Alprostadil is synthetic prostaglandin E1 (PGE1). It relaxes smooth muscle in vascular walls and the ductus arteriosus, and it is this property that makes it medically indispensable in neonatal cardiology while also forming the pharmacological basis of its adult erectile dysfunction applications. The critical starting point for any clinician or caregiver searching for pediatric safety data is recognizing that the brand names Caverject and MUSE represent intracavernosal and intraurethral formulations designed exclusively for adult males with erectile dysfunction. Linet et al. (NEJM 1996, N=296) demonstrated approximately 70% response rates with intracavernosal alprostadil in men with refractory ED, establishing its adult role solidly [1]. No equivalent pediatric ED indication exists, because the condition itself does not present in children under 12.
The pediatric safety story of alprostadil is therefore almost entirely about intravenous prostaglandin E1 in neonates and young infants with ductus-dependent congenital heart defects. This population may include newborns with transposition of the great arteries, pulmonary atresia, tricuspid atresia, critical coarctation of the aorta, hypoplastic left heart syndrome, and related lesions where survival depends on keeping the ductus arteriosus open until surgical or catheter-based correction can proceed. Understanding this distinction prevents both clinical errors and parental confusion.

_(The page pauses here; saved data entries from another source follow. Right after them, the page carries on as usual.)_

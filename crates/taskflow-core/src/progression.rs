//! The Graph Progression Engine: the state machine reacting to execution
//! queue completion/failure events, deciding rerun-vs-block, detecting
//! graph finish, and publishing terminal lifecycle events.
//!
//! Every mutator passed to `TaskStore::modify` / `TaskGraphStore::modify`
//! recomputes its "did this transition happen" flag from the entity
//! snapshot it is given — never from a previous invocation — because a
//! losing compare-and-swap attempt causes the store to call the mutator
//! again with a fresher snapshot. All side effects (execution-queue RPCs,
//! event publication, audit logging) happen only after `modify` has
//! returned, and only when the flag says this call actually produced the
//! transition.

use std::path::PathBuf;
use std::sync::atomic::{AtomicBool, Ordering};
use std::sync::Arc;

use tracing::{info, instrument, warn};

use crate::audit::{self, AuditEventKind};
use crate::broker::{EventPublisher, OutboundEvent};
use crate::error::{HandlerError, HandlerOutcome};
use crate::metrics;
use crate::model::{GraphId, GraphState, Resolution, TaskGraph, TaskId, TaskKey};
use crate::queue::ExecutionQueueClient;
use crate::store::{TaskGraphStore, TaskStore};

pub struct ProgressionEngine {
    task_store: Arc<dyn TaskStore>,
    graph_store: Arc<dyn TaskGraphStore>,
    queue: Arc<dyn ExecutionQueueClient>,
    publisher: Arc<dyn EventPublisher>,
    audit_log_dir: Option<PathBuf>,
}

#[derive(Debug, Clone, Copy, PartialEq, Eq)]
enum FailureTransition {
    /// The task already carried a resolution; this delivery was a replay.
    AlreadyResolved,
    Rerun,
    /// Either a hard failure (§4.5) or a soft failure with no budget left
    /// (§4.6) — both end in a resolved task and a graph-block attempt.
    Blocked,
}

impl ProgressionEngine {
    pub fn new(
        task_store: Arc<dyn TaskStore>,
        graph_store: Arc<dyn TaskGraphStore>,
        queue: Arc<dyn ExecutionQueueClient>,
        publisher: Arc<dyn EventPublisher>,
        audit_log_dir: Option<PathBuf>,
    ) -> Self {
        Self {
            task_store,
            graph_store,
            queue,
            publisher,
            audit_log_dir,
        }
    }

    /// Success path (spec §4.4 / §4.7): mark the task resolved, schedule any
    /// dependents whose full requirement set is now satisfied, and check
    /// whether the graph has finished.
    #[instrument(skip(self), fields(task_graph_id = %task_graph_id, task_id = %task_id))]
    pub async fn handle_task_completed(
        &self,
        task_graph_id: GraphId,
        task_id: TaskId,
        result_url: Option<String>,
        logs_url: Option<String>,
    ) -> Result<HandlerOutcome, HandlerError> {
        metrics::record_event_received("taskCompleted");
        let key = TaskKey::new(task_graph_id.clone(), task_id.clone());
        let resolved_now = AtomicBool::new(false);

        let task = self
            .task_store
            .modify(&key, &|existing| {
                resolved_now.store(false, Ordering::SeqCst);
                let mut task = existing
                    .ok_or_else(|| HandlerError::protocol(format!("unknown task {key}")))?;
                if task.resolution.is_some() {
                    return Ok(task);
                }
                task.resolution = Some(Resolution::success(result_url.clone(), logs_url.clone()));
                resolved_now.store(true, Ordering::SeqCst);
                Ok(task)
            })
            .await?;

        if !resolved_now.load(Ordering::SeqCst) {
            info!("duplicate taskCompleted delivery, ignoring");
            return Ok(HandlerOutcome::Ack);
        }

        self.schedule_ready_dependents(&task).await?;

        if task.is_leaf() {
            self.maybe_finish_graph(&task_graph_id, &task_id).await?;
        }

        Ok(HandlerOutcome::Ack)
    }

    /// Failure path (spec §4.5 / §4.6): a hard failure (the execution
    /// queue exhausted its own retries, or this is a `success=false`
    /// completion with no rerun budget left) skips straight to blocking the
    /// graph; a soft failure with budget remaining requests a rerun
    /// instead. Decided from the current `rerunsLeft` value, independent of
    /// whatever an earlier delivery might have observed.
    #[instrument(skip(self), fields(task_graph_id = %task_graph_id, task_id = %task_id))]
    pub async fn handle_task_failed(
        &self,
        task_graph_id: GraphId,
        task_id: TaskId,
        hard: bool,
        result_url: Option<String>,
        logs_url: Option<String>,
    ) -> Result<HandlerOutcome, HandlerError> {
        metrics::record_event_received("taskFailed");
        let key = TaskKey::new(task_graph_id.clone(), task_id.clone());
        let transition = std::sync::Mutex::new(FailureTransition::AlreadyResolved);

        self.task_store
            .modify(&key, &|existing| {
                *transition.lock().expect("transition flag poisoned") =
                    FailureTransition::AlreadyResolved;
                let mut task = existing
                    .ok_or_else(|| HandlerError::protocol(format!("unknown task {key}")))?;
                if task.resolution.is_some() {
                    return Ok(task);
                }
                if !hard && task.reruns_left > 0 {
                    task.reruns_left -= 1;
                    *transition.lock().expect("transition flag poisoned") =
                        FailureTransition::Rerun;
                } else if hard {
                    task.resolution = Some(Resolution::hard_failure());
                    *transition.lock().expect("transition flag poisoned") =
                        FailureTransition::Blocked;
                } else {
                    task.resolution =
                        Some(Resolution::soft_failure(result_url.clone(), logs_url.clone()));
                    *transition.lock().expect("transition flag poisoned") =
                        FailureTransition::Blocked;
                }
                Ok(task)
            })
            .await?;

        let transition = *transition.lock().expect("transition flag poisoned");
        match transition {
            FailureTransition::AlreadyResolved => {
                info!("duplicate taskFailed delivery, ignoring");
                Ok(HandlerOutcome::Ack)
            }
            FailureTransition::Rerun => {
                metrics::record_rerun_requested();
                self.queue
                    .rerun_task(&task_graph_id, &task_id)
                    .await
                    .map_err(HandlerError::transient)?;
                Ok(HandlerOutcome::Ack)
            }
            FailureTransition::Blocked => {
                warn!("task exhausted its rerun budget or failed hard, blocking graph");
                self.block_graph(&task_graph_id, &task_id).await?;
                Ok(HandlerOutcome::Ack)
            }
        }
    }

    /// For every dependent of a just-completed task, check its *full*
    /// `requires` set against committed `resolution.success` values in the
    /// store — never just the triggering task alone, since a dependent may
    /// require several tasks and this may not be the last one to resolve.
    async fn schedule_ready_dependents(
        &self,
        task: &crate::model::Task,
    ) -> Result<(), HandlerError> {
        let mut ready_count = 0u64;
        for dependent_id in &task.dependents {
            let dependent_key = TaskKey::new(task.task_graph_id.clone(), dependent_id.clone());
            let Some(dependent) = self.task_store.load(&dependent_key).await? else {
                continue;
            };
            if !dependent.is_live() {
                continue;
            }

            let mut all_satisfied = true;
            for required_id in &dependent.requires {
                let required_key =
                    TaskKey::new(task.task_graph_id.clone(), required_id.clone());
                let satisfied = self
                    .task_store
                    .load(&required_key)
                    .await?
                    .map(|t| t.succeeded())
                    .unwrap_or(false);
                if !satisfied {
                    all_satisfied = false;
                    break;
                }
            }

            if all_satisfied {
                self.queue
                    .schedule_task(&task.task_graph_id, dependent_id)
                    .await
                    .map_err(HandlerError::transient)?;
                ready_count += 1;
            }
        }
        metrics::record_dependents_scheduled(ready_count);
        Ok(())
    }

    /// Graph-finish check (spec §4.7): when a leaf task (one nothing else
    /// depends on) succeeds, remove it from the graph's shrinking
    /// `requiresLeft` set; an empty set means the graph is finished.
    async fn maybe_finish_graph(
        &self,
        task_graph_id: &GraphId,
        task_id: &TaskId,
    ) -> Result<(), HandlerError> {
        let finished_now = AtomicBool::new(false);
        let graph = self
            .graph_store
            .modify(task_graph_id, &|existing| {
                finished_now.store(false, Ordering::SeqCst);
                let mut graph: TaskGraph = existing.ok_or_else(|| {
                    HandlerError::protocol(format!("unknown task graph {task_graph_id}"))
                })?;
                if graph.state.is_terminal() {
                    return Ok(graph);
                }
                graph.requires_left.remove(task_id);
                if graph.requires_left.is_empty() {
                    graph.state = GraphState::Finished;
                    finished_now.store(true, Ordering::SeqCst);
                }
                Ok(graph)
            })
            .await?;

        if finished_now.load(Ordering::SeqCst) {
            metrics::record_graph_finished();
            self.publisher
                .publish(OutboundEvent::TaskGraphFinished {
                    task_graph_id: task_graph_id.clone(),
                    routing: graph.routing.clone(),
                })
                .await
                .map_err(HandlerError::transient)?;
            self.write_audit(AuditEventKind::TaskGraphFinished, task_graph_id, &graph.routing);
        }
        Ok(())
    }

    /// Graph-block transition (spec §4.8): idempotent under redelivery —
    /// a graph already `Blocked` or `Finished` is left untouched and no
    /// second `taskGraphBlocked` is published.
    async fn block_graph(
        &self,
        task_graph_id: &GraphId,
        blocking_task_id: &TaskId,
    ) -> Result<(), HandlerError> {
        let blocked_now = AtomicBool::new(false);
        let graph = self
            .graph_store
            .modify(task_graph_id, &|existing| {
                blocked_now.store(false, Ordering::SeqCst);
                let mut graph: TaskGraph = existing.ok_or_else(|| {
                    HandlerError::protocol(format!("unknown task graph {task_graph_id}"))
                })?;
                if graph.state.is_terminal() {
                    return Ok(graph);
                }
                graph.state = GraphState::Blocked;
                blocked_now.store(true, Ordering::SeqCst);
                Ok(graph)
            })
            .await?;

        if blocked_now.load(Ordering::SeqCst) {
            metrics::record_graph_blocked();
            self.publisher
                .publish(OutboundEvent::TaskGraphBlocked {
                    task_graph_id: task_graph_id.clone(),
                    task_id: blocking_task_id.clone(),
                    routing: graph.routing.clone(),
                })
                .await
                .map_err(HandlerError::transient)?;
            self.write_audit(AuditEventKind::TaskGraphBlocked, task_graph_id, &graph.routing);
        }
        Ok(())
    }

    fn write_audit(&self, kind: AuditEventKind, task_graph_id: &GraphId, routing: &str) {
        let Some(dir) = &self.audit_log_dir else {
            return;
        };
        if let Err(err) = audit::record_terminal_transition(dir, kind, task_graph_id, routing) {
            warn!(error = %err, "failed to append audit log entry");
        }
    }
}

Alprostadil's mechanism in the ductus is dose-dependent smooth muscle relaxation mediated through EP2 and EP4 prostaglandin receptors, which reduce cyclic AMP degradation and sustain ductal patency [2]. In adult penile tissue, the same receptor pathways relax cavernosal smooth muscle to enable erection. The molecule is identical; the delivery route, dose, clinical population, and risk profile are entirely different.
FDA Labeling for Alprostadil in Pediatric Patients
The FDA has not approved Caverject (intracavernosal alprostadil, Pfizer) or MUSE (alprostadil urethral suppository, Meda Pharmaceuticals) for any use in patients under 18, and certainly not in children under 12. The prescribing information for Caverject states explicitly that the drug is indicated for erectile dysfunction in adult males and provides no pediatric dosing section, because no appropriate indication exists [3].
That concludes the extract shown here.